> **Your goal**: Each line of the data that includes "RateConverter" must be copied.

> **The data**:
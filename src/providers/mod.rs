pub mod awesomeapi;

pub use awesomeapi::AwesomeApiProvider;
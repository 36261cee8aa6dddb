use anyhow::Result;
use clap::{CommandFactory, Parser, Subcommand};
use convkit::AppCommand;
use convkit::core::Language;
use convkit::core::log::init_logging;

#[derive(Parser)]
#[command(version, about)]
struct Cli {
    /// Enable verbose logging
    #[arg(short, long, global = true)]
    verbose: bool,

    /// Path to optional configuration file
    #[arg(short, long, global = true)]
    config_path: Option<String>,

    /// Display language (pt or en)
    #[arg(short, long, global = true)]
    lang: Option<Language>,

    #[command(subcommand)]
    command: Option<Commands>,
}

#[derive(Subcommand)]
enum Commands {
    /// Create default configuration
    Setup,
    /// Run commands interactively
    Shell,
    #[command(flatten)]
    App(AppCommand),
}

#[tokio::main]
async fn main() -> Result<()> {
    let cli = Cli::parse();

    init_logging(cli.verbose);

    let config_path = cli.config_path.as_deref();
    let result = match cli.command {
        Some(Commands::Setup) => convkit::cli::setup::setup(),
        Some(Commands::Shell) => convkit::run_shell(config_path, cli.lang).await,
        Some(Commands::App(cmd)) => convkit::run_command(cmd, config_path, cli.lang).await,
        None => {
            Cli::command().print_help()?;
            Ok(())
        }
    };

    if let Err(e) = &result {
        tracing::error!(error = %e, "Application failed");
    }
    result
}
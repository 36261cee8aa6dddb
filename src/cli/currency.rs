use super::{CurrencyArgs, ui};
use crate::core::converter::{ConversionError, ConversionRequest, RateConverter};
use crate::core::forms::CurrencyForm;
use crate::core::quote::{SUPPORTED_CURRENCIES, is_supported};
use crate::session::Session;
use comfy_table::Cell;
use tracing::{debug, warn};

pub async fn run(session: &mut Session, args: CurrencyArgs) -> String {
    let mut form = session.form::<CurrencyForm>();
    form.update(|state| {
        if let Some(amount) = args.amount {
            state.amount = amount;
        }
        if let Some(from) = args.from {
            state.from = from.trim().to_uppercase();
        }
        if let Some(to) = args.to {
            state.to = to.trim().to_uppercase();
        }
        if args.swap {
            state.swap();
        }
    });
    let state = form.get().clone();
    debug!(?state, "Currency form");

    let mut output = String::new();
    if session.record_interaction() {
        output.push_str(&ui::advertisement_panel(session.translator()));
        output.push('\n');
    }

    let t = session.translator();
    for code in [&state.from, &state.to] {
        if !is_supported(code) {
            output.push_str(&ui::style_text(
                &t.t_with("unsupportedCurrency", &[("code", code.as_str())]),
                ui::StyleType::Error,
            ));
            return output;
        }
    }

    let request = match ConversionRequest::parse(&state.amount, &state.from, &state.to) {
        Ok(request) => request,
        Err(e) => {
            debug!("Rejected input: {}", e);
            output.push_str(&ui::error_message(t, "invalidAmount", "invalidAmountDesc"));
            return output;
        }
    };

    let spinner = ui::new_spinner(t.t("fetchingRates"));
    let result = RateConverter::new(session.quote_provider())
        .convert(&request)
        .await;
    spinner.finish_and_clear();

    match result {
        Ok(converted) => {
            output.push_str(&format!(
                "{}\n{}\n{}",
                ui::style_text(&t.t("currencyConverter"), ui::StyleType::Title),
                ui::style_text(&converted.to_string(), ui::StyleType::ResultValue),
                ui::style_text(
                    &format!("{} {} {}", state.amount.trim(), request.from(), t.t("equals")),
                    ui::StyleType::Subtle
                ),
            ));
        }
        Err(e @ ConversionError::QuoteUnavailable { .. }) => {
            warn!("Conversion error: {}", e);
            output.push_str(&ui::error_message(t, "conversionFailed", "conversionFailedDesc"));
        }
        Err(e) => {
            debug!("Rejected input: {}", e);
            output.push_str(&ui::error_message(t, "invalidAmount", "invalidAmountDesc"));
        }
    }
    output
}

pub fn list(session: &Session) -> String {
    let t = session.translator();
    let mut table = ui::new_styled_table();
    table.set_header(vec![
        ui::header_cell(&t.t("currencyCode")),
        ui::header_cell(&t.t("currencyName")),
    ]);
    for (code, name) in SUPPORTED_CURRENCIES {
        table.add_row(vec![Cell::new(code), Cell::new(name)]);
    }
    table.to_string()
}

> **Exercise result**:
use crate::core::converter::{ConversionError, ConversionRequest, RateConverter};
    let result = RateConverter::new(session.quote_provider())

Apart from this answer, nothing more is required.